Living organisms possess several mechanistic systems which operate as ANTs and delay or prevent oxidative cell damage from ROS. ANTs are substances that at low concentrations delay or prevent oxidation of oxidizable cellular biomolecules such as lipids, proteins, and DNA (Vurusaner et al. 2011). Oxidation is defined as loss of electrons by an atom. A reductant or a reducing agent is a substance that donates electrons and, therefore, causes another reactant to be reduced. An oxidant or an oxidizing agent is a substance that accepts electrons and causes another reactant to be oxidized (Prior and Cao 1999). When a molecule is reduced, then the other molecule in the same reaction has to be oxidized, a phenomenon called reduction-oxidation (redox) interplay. Redox reactions underpin biological oxidation, the chain of chemical reactions in which oxygen from air is used to oxidize chemicals from the breakdown of food to provide energy for living (Prior and Cao 1999).

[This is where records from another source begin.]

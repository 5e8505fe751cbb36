//! Point of incidence: mirror lines in patterns of ash and rocks.

use advent_solver::{AutoRegister, ParseError, PartSolver, PuzzleParser, PuzzleSolver, SolveError};

use crate::utils::grid::Grid;
use crate::utils::parsing::split_sections;

#[derive(PuzzleSolver, AutoRegister)]
#[solver(parts = 2)]
#[puzzle(year = 2023, day = 13, tags = ["2023", "grid"])]
pub struct Solver;

/// Count of mismatching cells when folding `lines` between `split - 1` and
/// `split`.
fn fold_differences(lines: &[Vec<bool>], split: usize) -> usize {
    let above = lines[..split].iter().rev();
    let below = lines[split..].iter();
    above
        .zip(below)
        .map(|(a, b)| a.iter().zip(b).filter(|(x, y)| x != y).count())
        .sum()
}

/// Number of lines before the first fold with exactly `smudges` differences.
fn reflection(lines: &[Vec<bool>], smudges: usize) -> Option<usize> {
    (1..lines.len()).find(|&split| fold_differences(lines, split) == smudges)
}

pub struct Pattern {
    rows: Vec<Vec<bool>>,
    cols: Vec<Vec<bool>>,
}

impl Pattern {
    fn from_grid(grid: &Grid<bool>) -> Self {
        let rows = grid.rows().map(<[bool]>::to_vec).collect();
        let cols = (0..grid.width())
            .map(|c| grid.column(c).copied().collect())
            .collect();
        Self { rows, cols }
    }

    fn summary(&self, smudges: usize) -> Option<usize> {
        reflection(&self.rows, smudges)
            .map(|r| 100 * r)
            .or_else(|| reflection(&self.cols, smudges))
    }
}

fn summarize(patterns: &[Pattern], smudges: usize) -> Result<String, SolveError> {
    patterns
        .iter()
        .enumerate()
        .map(|(idx, p)| {
            p.summary(smudges).ok_or_else(|| {
                SolveError::failed(format!("pattern {} has no reflection", idx + 1))
            })
        })
        .sum::<Result<usize, _>>()
        .map(|total| total.to_string())
}

impl PuzzleParser for Solver {
    type Input<'a> = Vec<Pattern>;

    fn parse(input: &str) -> Result<Self::Input<'_>, ParseError> {
        let patterns = split_sections(input)
            .into_iter()
            .map(|section| {
                let grid = Grid::parse_with(&section.join("\n"), |b| match b {
                    b'#' => Some(true),
                    b'.' => Some(false),
                    _ => None,
                })?;
                Ok(Pattern::from_grid(&grid))
            })
            .collect::<Result<Vec<_>, ParseError>>()?;
        if patterns.is_empty() {
            return Err(ParseError::missing("no patterns"));
        }
        Ok(patterns)
    }
}

impl PartSolver<1> for Solver {
    fn solve(input: &mut Self::Input<'_>) -> Result<String, SolveError> {
        summarize(input, 0)
    }
}

impl PartSolver<2> for Solver {
    fn solve(input: &mut Self::Input<'_>) -> Result<String, SolveError> {
        summarize(input, 1)
    }
}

There are two major groups of ANTs, namely, enzymatic and nonenzymatic. The most abundant nonenzymatic ANTs are either plant-derived water-soluble substances such as vitamin C (for a minority of species including humans) and phenolic compounds or lipid-soluble vitamin E and carotenoids. Another important nonenzymatic ANT is glutathione (GSH), an essential nutrient synthesized in the body from the amino acids l-cysteine, l-glutamic acid, and glycine. Enzymatic ANTs include the primary enzymes such as superoxide dismutase (SOD), catalase (CAT), and glutathione peroxidase (GPx). Three types of SODs exist in humans, namely, cytosolic CuZn-SOD, mitochondrial Mn-SOD, and extracellular SOD (Ratnam et al. 2006). Enzymatic ANTs are endogenously produced together with some low molecular weight molecules and enzyme cofactors. Nonenzymatic ANTs are classified into various other classes, including polyphenols which form the largest class. The other classes of nonenzymatic ANTs include vitamins, carotenoids, organosulfural compounds, and minerals (Ratnam et al. 2006). The human diet has, however, changed over years, unfortunately resulting in daily intakes of ANTs far less than our ancestors. Higher levels of technology and organized agriculture which was not there some thousands of years ago have contributed in depriving modern man of antioxidant-rich diets (Benzie 2003).
Research on the mechanisms, use, and availability of ANTs such as phenolic compounds, flavonoids, vitamins, and many other macronutrients that works effectively against ROS has since generated considerable attention and resulted in thousands of papers and articles published in journals, magazines, and books (Ndhlala et al. 2010). This chapter takes a closer look at the relationship between ANTs and ROS in an attempt to understand how humans benefit from the tug of events that exists between the biomolecules.
ANTs Versus ROS: Benefiting Human Survival
Life evolved amid events that favored production of ROS which could have easily threatened the survival of organisms on the planet Earth (Ndhlala et al. 2010). Without the evolution of mechanistic adaptive techniques such as the opposing actions of ANTs and ROS, life could not have survived (Gutteridge and Halliwell 2010). In humans, increased ROS levels will result in detrimental effects including accelerated progression of diseases.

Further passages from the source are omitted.